About 21 million users have been affected by the Timehop data breach that happened on July 4. The digital nostalgia app that collects photos from across all social media platforms as well as from Dropbox posted on its website the details of the “security incident.”
While Timehop was able to halt the breach, it admitted that “some data” had already been taken including names, email addresses, and some phone numbers. But the startup company assured the affected users that “none of your “memories” — the social media posts & photos that Timehop stores — were accessed.”
Of the total number of users, 4.7 million or 22 percent have given out their phone numbers to Timehop.
Keys or what is called in the computing world as access tokens have also been compromised. An access token identifies a specific account and its credentials; it is sort of similar to the way your bank uses a routing number and account number to send money.
Timehop points to lax cloud computing services. “That cloud computing account had not been protected by multifactor authentication. We have now taken steps that include multifactor authentication to secure our authorization and access controls on all accounts,” the bulletin says.
The attack was detected and halted more than two hours later.
To further appease its users, Timehop said that none of the sensitive financial information had been stolen or even location data or IP addresses. “We don’t store copies of your social media profiles, we separate user information from social media content — and we delete our copies of your ‘Memories’ after you’ve seen them.
The firm reiterates that the tokens cannot be used to access Messenger or Direct Messages on Twitter and Instagram. However, it warned the users that the “there was a short time window during which it was theoretically possible for unauthorized users to access those posts — again, we have no evidence that this actually happened.”
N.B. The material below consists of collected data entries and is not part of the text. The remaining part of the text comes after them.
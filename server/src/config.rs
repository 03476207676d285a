//
// Copyright 2017-2026 Hans W. Uhlig. All Rights Reserved.
//
// Licensed under the Apache License, Version 2.0 (the "License");
// you may not use this file except in compliance with the License.
// You may obtain a copy of the License at
//
//      http://www.apache.org/licenses/LICENSE-2.0
//
// Unless required by applicable law or agreed to in writing, software
// distributed under the License is distributed on an "AS IS" BASIS,
// WITHOUT WARRANTIES OR CONDITIONS OF ANY KIND, either express or implied.
// See the License for the specific language governing permissions and
// limitations under the License.
//

//! Server configuration
//!
//! [`ServerConfig`] is built either in code with the `with_*` methods or read from a TOML file.
//! Every key is optional in the file; missing keys keep their defaults and timeouts are given in
//! whole seconds.
//!
//! ```toml
//! bind_address = "0.0.0.0:2324"
//! max_connections = 1000
//! idle_timeout = 600
//!
//! [storage]
//! backend = "sqlite"
//! path = "telbbs.sqlite"
//! ```

use crate::{BbsError, Result};
use serde::{Deserialize, Deserializer};
use std::net::SocketAddr;
use std::path::Path;
use std::sync::Arc;
use std::time::Duration;
use telbbs_credentials::{CredentialStore, MemoryCredentialStore, SqliteCredentialStore};
use tracing::info;

fn seconds<'de, D: Deserializer<'de>>(deserializer: D) -> std::result::Result<Duration, D::Error> {
    u64::deserialize(deserializer).map(Duration::from_secs)
}

/// Credential storage backend
#[derive(Debug, Clone, Copy, PartialEq, Eq, Default, Deserialize)]
#[serde(rename_all = "lowercase")]
pub enum StorageBackend {
    /// Single-file SQLite database
    #[default]
    Sqlite,
    /// Process memory; records are lost on exit
    Memory,
}

/// Credential storage configuration
#[derive(Debug, Clone, PartialEq, Eq, Deserialize)]
#[serde(default)]
pub struct StorageConfig {
    /// Which backend to use
    pub backend: StorageBackend,
    /// Database file for the SQLite backend (`:memory:` for a transient database)
    pub path: String,
}

impl Default for StorageConfig {
    fn default() -> Self {
        Self {
            backend: StorageBackend::Sqlite,
            path: "telbbs.sqlite".to_string(),
        }
    }
}

impl StorageConfig {
    /// Use the in-memory backend
    pub fn memory() -> Self {
        Self {
            backend: StorageBackend::Memory,
            ..Default::default()
        }
    }

    /// Use a SQLite database at `path`
    pub fn sqlite(path: impl Into<String>) -> Self {
        Self {
            backend: StorageBackend::Sqlite,
            path: path.into(),
        }
    }

    /// Open the configured store
    pub async fn open(&self) -> Result<Arc<dyn CredentialStore>> {
        let store: Arc<dyn CredentialStore> = match self.backend {
            StorageBackend::Sqlite => Arc::new(SqliteCredentialStore::open(&self.path).await?),
            StorageBackend::Memory => Arc::new(MemoryCredentialStore::new()),
        };
        info!(backend = ?self.backend, users = store.count().await?, "Credential store ready");
        Ok(store)
    }
}

/// Server configuration
///
/// This structure contains all configuration options for the BBS server.
/// Use the builder pattern methods to customize the configuration.
///
/// # Example
///
/// ```
/// use telbbs_server::ServerConfig;
/// use std::time::Duration;
///
/// let config = ServerConfig::default()
///     .with_max_connections(500)
///     .with_idle_timeout(Duration::from_secs(600));
/// assert!(config.validate().is_ok());
/// ```
#[derive(Debug, Clone, Deserialize)]
#[serde(default)]
pub struct ServerConfig {
    /// Address to bind the server to
    pub bind_address: SocketAddr,

    /// Maximum number of concurrent connections
    ///
    /// Connections accepted beyond this limit are told the server is full and closed.
    pub max_connections: usize,

    /// Longest accepted input line in bytes
    pub max_line_length: usize,

    /// Timeout for idle connections (no input)
    #[serde(deserialize_with = "seconds")]
    pub idle_timeout: Duration,

    /// Timeout for writing a reply to a client
    #[serde(deserialize_with = "seconds")]
    pub write_timeout: Duration,

    /// Upper bound on how long the accept loop waits before doing housekeeping
    #[serde(deserialize_with = "seconds")]
    pub housekeeping_interval: Duration,

    /// Timeout for graceful shutdown
    ///
    /// Connection workers still running after this long are aborted.
    #[serde(deserialize_with = "seconds")]
    pub shutdown_timeout: Duration,

    /// Credential storage
    pub storage: StorageConfig,
}

impl Default for ServerConfig {
    fn default() -> Self {
        Self {
            bind_address: SocketAddr::from(([0, 0, 0, 0], 2324)),
            max_connections: 1000,
            max_line_length: 1024,
            idle_timeout: Duration::from_secs(600), // 10 minutes
            write_timeout: Duration::from_secs(10),
            housekeeping_interval: Duration::from_secs(30),
            shutdown_timeout: Duration::from_secs(5),
            storage: StorageConfig::default(),
        }
    }
}

impl ServerConfig {
    /// Create a new configuration with the given bind address
    ///
    /// All other settings will use their default values.
    pub fn new(bind_address: SocketAddr) -> Self {
        Self {
            bind_address,
            ..Default::default()
        }
    }

    /// Read and validate a TOML configuration file
    pub fn load(path: impl AsRef<Path>) -> Result<Self> {
        let path = path.as_ref();
        let text = std::fs::read_to_string(path)
            .map_err(|e| BbsError::Config(format!("{}: {}", path.display(), e)))?;
        let config: Self = toml::from_str(&text)
            .map_err(|e| BbsError::Config(format!("{}: {}", path.display(), e)))?;
        config.validate().map_err(BbsError::Config)?;
        Ok(config)
    }

    /// Read `path` if it exists, otherwise use the defaults
    pub fn load_or_default(path: impl AsRef<Path>) -> Result<Self> {
        let path = path.as_ref();
        if path.exists() {
            info!(path = %path.display(), "Loading configuration");
            Self::load(path)
        } else {
            info!(path = %path.display(), "No configuration file, using defaults");
            Ok(Self::default())
        }
    }

    /// Set the maximum number of concurrent connections
    pub fn with_max_connections(mut self, max: usize) -> Self {
        self.max_connections = max;
        self
    }

    /// Set the maximum input line length
    pub fn with_max_line_length(mut self, max: usize) -> Self {
        self.max_line_length = max;
        self
    }

    /// Set the idle timeout duration
    pub fn with_idle_timeout(mut self, timeout: Duration) -> Self {
        self.idle_timeout = timeout;
        self
    }

    /// Set the write timeout duration
    pub fn with_write_timeout(mut self, timeout: Duration) -> Self {
        self.write_timeout = timeout;
        self
    }

    /// Set the housekeeping interval
    pub fn with_housekeeping_interval(mut self, interval: Duration) -> Self {
        self.housekeeping_interval = interval;
        self
    }

    /// Set the shutdown timeout duration
    pub fn with_shutdown_timeout(mut self, timeout: Duration) -> Self {
        self.shutdown_timeout = timeout;
        self
    }

    /// Set the credential storage
    pub fn with_storage(mut self, storage: StorageConfig) -> Self {
        self.storage = storage;
        self
    }

    /// Validate the configuration
    ///
    /// Returns an error if the configuration is invalid.
    pub fn validate(&self) -> std::result::Result<(), String> {
        if self.max_connections == 0 {
            return Err("max_connections must be greater than 0".to_string());
        }

        if self.max_line_length == 0 {
            return Err("max_line_length must be greater than 0".to_string());
        }

        if self.idle_timeout.is_zero() {
            return Err("idle_timeout must be greater than 0".to_string());
        }

        if self.write_timeout.is_zero() {
            return Err("write_timeout must be greater than 0".to_string());
        }

        if self.housekeeping_interval.is_zero() {
            return Err("housekeeping_interval must be greater than 0".to_string());
        }

        if self.shutdown_timeout.is_zero() {
            return Err("shutdown_timeout must be greater than 0".to_string());
        }

        if self.storage.backend == StorageBackend::Sqlite && self.storage.path.is_empty() {
            return Err("storage.path must not be empty".to_string());
        }

        Ok(())
    }
}

#[cfg(test)]
mod tests {
    use super::*;

    #[test]
    fn test_default_config() {
        let config = ServerConfig::default();
        assert_eq!(config.bind_address.port(), 2324);
        assert_eq!(config.max_connections, 1000);
        assert_eq!(config.max_line_length, 1024);
        assert_eq!(config.storage.backend, StorageBackend::Sqlite);
        assert!(config.validate().is_ok());
    }

    #[test]
    fn test_builder_pattern() {
        let config = ServerConfig::default()
            .with_max_connections(500)
            .with_idle_timeout(Duration::from_secs(60))
            .with_storage(StorageConfig::memory());

        assert_eq!(config.max_connections, 500);
        assert_eq!(config.idle_timeout, Duration::from_secs(60));
        assert_eq!(config.storage.backend, StorageBackend::Memory);
    }

    #[test]
    fn test_validation() {
        let mut config = ServerConfig::default();
        assert!(config.validate().is_ok());

        config.max_connections = 0;
        assert!(config.validate().is_err());

        config.max_connections = 1000;
        config.idle_timeout = Duration::ZERO;
        assert!(config.validate().is_err());

        config.idle_timeout = Duration::from_secs(1);
        config.storage = StorageConfig::sqlite("");
        assert!(config.validate().is_err());
    }

    #[test]
    fn test_parse_toml() {
        let config: ServerConfig = toml::from_str(
            r#"
            bind_address = "127.0.0.1:4000"
            idle_timeout = 90

            [storage]
            backend = "memory"
            "#,
        )
        .unwrap();

        assert_eq!(config.bind_address, "127.0.0.1:4000".parse().unwrap());
        assert_eq!(config.idle_timeout, Duration::from_secs(90));
        assert_eq!(config.storage.backend, StorageBackend::Memory);
        assert_eq!(config.storage.path, "telbbs.sqlite");
        assert_eq!(config.max_connections, 1000);
    }

    #[test]
    fn test_load_rejects_invalid_file() {
        let dir = tempfile::tempdir().unwrap();
        let path = dir.path().join("telbbs.toml");

        std::fs::write(&path, "max_connections = 0\n").unwrap();
        assert!(matches!(ServerConfig::load(&path), Err(BbsError::Config(_))));

        std::fs::write(&path, "max_connections = \"many\"\n").unwrap();
        assert!(matches!(ServerConfig::load(&path), Err(BbsError::Config(_))));
    }

    #[test]
    fn test_load_or_default_missing_file() {
        let dir = tempfile::tempdir().unwrap();
        let config = ServerConfig::load_or_default(dir.path().join("absent.toml")).unwrap();
        assert_eq!(config.bind_address, ServerConfig::default().bind_address);
    }

    #[tokio::test]
    async fn test_open_memory_store() {
        let store = StorageConfig::memory().open().await.unwrap();
        store.insert("alice", "hash").await.unwrap();
        assert_eq!(store.count().await.unwrap(), 1);
    }
}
To continue using Timehop, users would need to reauthenticate the app because the company’s security officers have deactivated them to prevent further damage.
The company is still investigating the incident and has hired a cybersecurity response team for its recovery architecture and to find out if the users’ data are now being used for cybercrime. “It has engaged a cyber threat intelligence and dark web research firm to gain intelligence about the attack and, working hand-in-hand with the incident response firm, helping to prevent further attacks.”
Timehop is in communication with local and federal enforcement officials and is providing all requested information to cooperate in all respects with any investigation.
Proactive and intensive collaboration and cooperation with our partners enabled Timehop to quickly assess the broader situation. We continue to monitor any impact with the help of these critical partners.